Hollywood has been notorious for making lousy movies out of great books and good movies out of lousy books. But a new breed of script-writers/filmmakers are impatient with purists who keep harping on about ‘fidelity to the book’ or those who feel that the movie never lives up to the book. The approach of contemporary filmmakers adapting books today is not to ask “How can I be faithful to the book?” but “How can I make this novel my own?” A good example of this approach lies closer home — Dev Benegal’s hip adaptation of English August.  Upamanyu Chatterjee’s comic, irreverent satire of Indian bureaucracy is like R K Narayan on pot. It’s a hallucinatory take off on small town Indian life. It is also a witty exploration of the kind of culture clash so many of us are only too familiar with: urban, shallow, modern August vs rural, authentic India. 

Fans of the book wondered how it could be filmed at all, but Benegal and Chatterjee (who co-wrote the script) approached the book much the same way Hollywood scriptwriters have now begun to — by playing around with the chronology of the narrative, taking sudden but inspired departures and arriving at the heart of the novel. Ever since Benegal’s triumphant adaptation, book lovers and movie-buffs have been keeping their fingers crossed, hoping other filmmakers will take their cue from English August and turn to other Indian novels that are wilting on the shelf, just waiting to be animated on film.  Hollywood has always mined the classics for good scripts. Perhaps it’s easier to watch a classic than read one — but it’s also because the audience is growing tired of special effects and would rather see something nice that is not going to explode and shatter their nerves.
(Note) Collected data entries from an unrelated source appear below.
// Copyright © greedhall 2024-present
//
// Licensed under the Apache License, Version 2.0 (the "License");
// you may not use this file except in compliance with the License.
// You may obtain a copy of the License at
//
//   https://www.apache.org/licenses/LICENSE-2.0
//
// Unless required by applicable law or agreed to in writing, software
// distributed under the License is distributed on an "AS IS" BASIS,
// WITHOUT WARRANTIES OR CONDITIONS OF ANY KIND, either express or implied.
// See the License for the specific language governing permissions and
// limitations under the License.

use serde::{Deserialize, Serialize};
use thiserror::Error;

/// Reasons a candidate keep-selection can be rejected.
#[derive(Debug, Clone, Copy, PartialEq, Eq, Serialize, Deserialize, Error)]
pub enum KeepError {
    /// The selection contains no dice.
    #[error("selection is empty")]
    Empty,
    /// The selection is not a sub-bag of the current roll.
    #[error("selection contains dice that are not in the current roll")]
    NotInRoll,
    /// At least one selected die contributes no points.
    #[error("every kept die must contribute to the score")]
    NotScoring,
}

/// Every way the runtime can refuse to do what it was asked.
///
/// Engine modules surface [GameError::PhaseViolation] and
/// [GameError::InvalidKeep]; the orchestrator rejects the action and reports
/// the error to the offending client only. Room state is never mutated by a
/// failed action.
#[derive(Debug, Clone, PartialEq, Eq, Serialize, Deserialize, Error)]
pub enum GameError {
    #[error("{0} not found")]
    NotFound(String),

    #[error("authentication required")]
    Unauthorized,

    #[error("forbidden: {0}")]
    Forbidden(String),

    #[error("bad request: {0}")]
    BadRequest(String),

    /// The action is not legal in the turn's current phase.
    #[error("action {action} is illegal in phase {phase}")]
    PhaseViolation { action: String, phase: String },

    #[error("it is not your turn")]
    NotYourTurn,

    #[error("invalid keep: {0}")]
    InvalidKeep(KeepError),

    /// Banking is refused until a single turn has earned the entry threshold.
    #[error("cannot bank {own_points} points before reaching the {entry_threshold} entry threshold")]
    BelowEntry { own_points: u32, entry_threshold: u32 },

    #[error("room is full")]
    GameFull,

    #[error("game has already started")]
    AlreadyStarted,

    #[error("game is paused")]
    Paused,

    #[error("persistence fault: {0}")]
    PersistenceFault(String),

    #[error("unable to allocate an unused room code")]
    CodeSpaceExhausted,
}

impl From<KeepError> for GameError {
    fn from(value: KeepError) -> Self {
        GameError::InvalidKeep(value)
    }
}

/// Represents the result of some game mutation.
///
/// Engine and orchestrator code halts on the first [GameError] via `?`; the
/// caller decides whether the error reaches a client or is logged and
/// swallowed (timer callbacks).
pub type Outcome<T = ()> = Result<T, GameError>;

/// Returns a [GameError] from the enclosing function unless `condition` is
/// true.
#[macro_export]
macro_rules! verify {
    ($condition:expr, $error:expr) => {
        if !($condition) {
            return Err($error.into());
        }
    };
}

/// Returns a [GameError] from the enclosing function.
#[macro_export]
macro_rules! fail {
    ($error:expr) => {
        return Err($error.into())
    };
}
The recent reboots of Anna Karenina (done like an intimate stage play rather than a sprawling epic), Jane Austen, Bronte and Thackeray (Mira Nair’s inspired ending for Vanity Fair: bringing the heroine to India) have made literary classics as much hot property as bestsellers. 

In an earlier decade, the most celebrated movies — critically and commercially — wasn’t only a Tom Cruise or Marvel comic blockbuster but Henry James’s Wings of the Dove with Helena Boham Carter, Austen’s Emma with Gwyneth Paltrow, Hardy’s Jude with Kate Winslet, Jane Campion’s adaptation of James’s Portrait of a Lady with Nicole Kidman as Isabel Archer and all the Merchant-Ivory retreads. 

In many cases, the movie version of those bestsellers from the 90s too turned out to be more fun than the books they were based on. Sydney Pollock’s The Firm was more polished than the Grisham novel. Phillip Noyce’s Clear and Present Danger is a taut, gripping adaptation of the fat, sprawling Tom Clancy tome, Frank Darabont’s The Shawshank Redemption improved on the original Stephen King novella and Jonathan Demme’s The Silence of the Lambs was as good as, if not better, than Thomas Harris’s groundbreaking thriller. 

As for Robert James Waller’s The Bridges of Madison County, opinion, if you remember, was divided: those who loved the book didn’t think much of the film and those who loathed it (The New Yorker magazine called it the “worst book written in living memory”) actually came out of theatres after watching Eastwood’s adaptation saying “It wasn’t so bad, really”. Ditto for The Horse Whisperer and Message In a Bottle.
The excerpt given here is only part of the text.